-- Opening Marker --

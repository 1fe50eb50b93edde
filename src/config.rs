//! Strongly typed hyperparameters.
//!
//! One flat structure enumerates every recognised option. It deserializes
//! from JSON with `#[serde(default)]` for absent keys and rejects unknown
//! keys, then `validate()` checks ranges once before any component is
//! built from it.

use serde::{Deserialize, Serialize};

use crate::codec;
use crate::{Error, Result};

/// Which nodes act as queries for pair sampling.
#[derive(Debug, Clone, Copy, Default, PartialEq, Eq, Serialize, Deserialize)]
#[serde(rename_all = "snake_case")]
pub enum QuerySelection {
    /// Endpoints of the batch's truth edges.
    #[default]
    TruthEndpoints,
    /// Every node of the batch.
    AllNodes,
}

#[derive(Debug, Clone, PartialEq, Serialize, Deserialize)]
#[serde(default, deny_unknown_fields)]
pub struct Config {
    // Sampling strategies
    pub hard_negative_mining: bool,
    pub random_pairs: bool,
    /// Report purity over cross-module edges only.
    pub module_veto: bool,

    // Loss
    /// Spatial hinge margin (squared before use).
    pub margin: f32,
    /// Topological hinge margin (squared before use); also the mining
    /// radius for the topological subspace.
    pub topo_margin: f32,
    /// Spatial positive-class weight.
    pub weight: f32,
    /// Topological positive-class weight.
    pub topo_weight: f32,

    // Synthesis
    pub target_purity: f64,

    // Mining and query selection
    pub r_train: f32,
    pub knn: usize,
    /// Random pairs per query node.
    pub randomisation: f32,
    pub points_per_batch: usize,
    pub query_selection: QuerySelection,

    // Evaluation graph
    pub knn_radius_eval: f32,
    pub knn_eval: usize,

    /// Round trips for the startup codec check.
    pub self_check_samples: usize,
}

impl Default for Config {
    fn default() -> Self {
        Self {
            hard_negative_mining: true,
            random_pairs: true,
            module_veto: false,
            margin: 0.1,
            topo_margin: 0.1,
            weight: 1.0,
            topo_weight: 1.0,
            target_purity: 0.5,
            r_train: 0.1,
            knn: 50,
            randomisation: 2.0,
            points_per_batch: 100_000,
            query_selection: QuerySelection::TruthEndpoints,
            knn_radius_eval: 0.1,
            knn_eval: 50,
            self_check_samples: codec::DEFAULT_SELF_CHECK_SAMPLES,
        }
    }
}

impl Config {
    /// Parse and validate.
    pub fn from_json_str(json: &str) -> Result<Self> {
        let config: Config = serde_json::from_str(json)?;
        config.validate()?;
        Ok(config)
    }

    pub fn validate(&self) -> Result<()> {
        fn positive(name: &str, v: f32) -> Result<()> {
            if v.is_finite() && v > 0.0 {
                Ok(())
            } else {
                Err(Error::InvalidConfig(format!("{name} must be positive and finite, got {v}")))
            }
        }
        fn non_negative(name: &str, v: f32) -> Result<()> {
            if v.is_finite() && v >= 0.0 {
                Ok(())
            } else {
                Err(Error::InvalidConfig(format!("{name} must be non-negative and finite, got {v}")))
            }
        }

        positive("margin", self.margin)?;
        positive("topo_margin", self.topo_margin)?;
        non_negative("weight", self.weight)?;
        non_negative("topo_weight", self.topo_weight)?;
        positive("r_train", self.r_train)?;
        positive("knn_radius_eval", self.knn_radius_eval)?;
        non_negative("randomisation", self.randomisation)?;
        validate_purity(self.target_purity)?;

        if self.knn == 0 || self.knn_eval == 0 {
            return Err(Error::InvalidConfig("knn and knn_eval must be at least 1".into()));
        }
        if self.points_per_batch == 0 {
            return Err(Error::InvalidConfig("points_per_batch must be at least 1".into()));
        }
        if !self.hard_negative_mining && !self.random_pairs {
            tracing::warn!("no sampling strategy enabled; training sets hold true pairs only");
        }
        Ok(())
    }

    /// Spatial hinge margin, squared.
    pub fn spatial_margin_sq(&self) -> f32 {
        self.margin * self.margin
    }

    /// Topological hinge margin, squared.
    pub fn topo_margin_sq(&self) -> f32 {
        self.topo_margin * self.topo_margin
    }
}

/// Target purity must lie strictly inside `(0, 1)`.
pub fn validate_purity(p: f64) -> Result<()> {
    if p.is_finite() && p > 0.0 && p < 1.0 {
        Ok(())
    } else {
        Err(Error::InvalidConfig(format!("target_purity must lie in (0, 1), got {p}")))
    }
}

-- Closing Marker --

_AIM OF THE TASK_.
Working through the entries line by line, count those containing "class" and report only the number.

_RESULT OF THE EXERCISE_.
2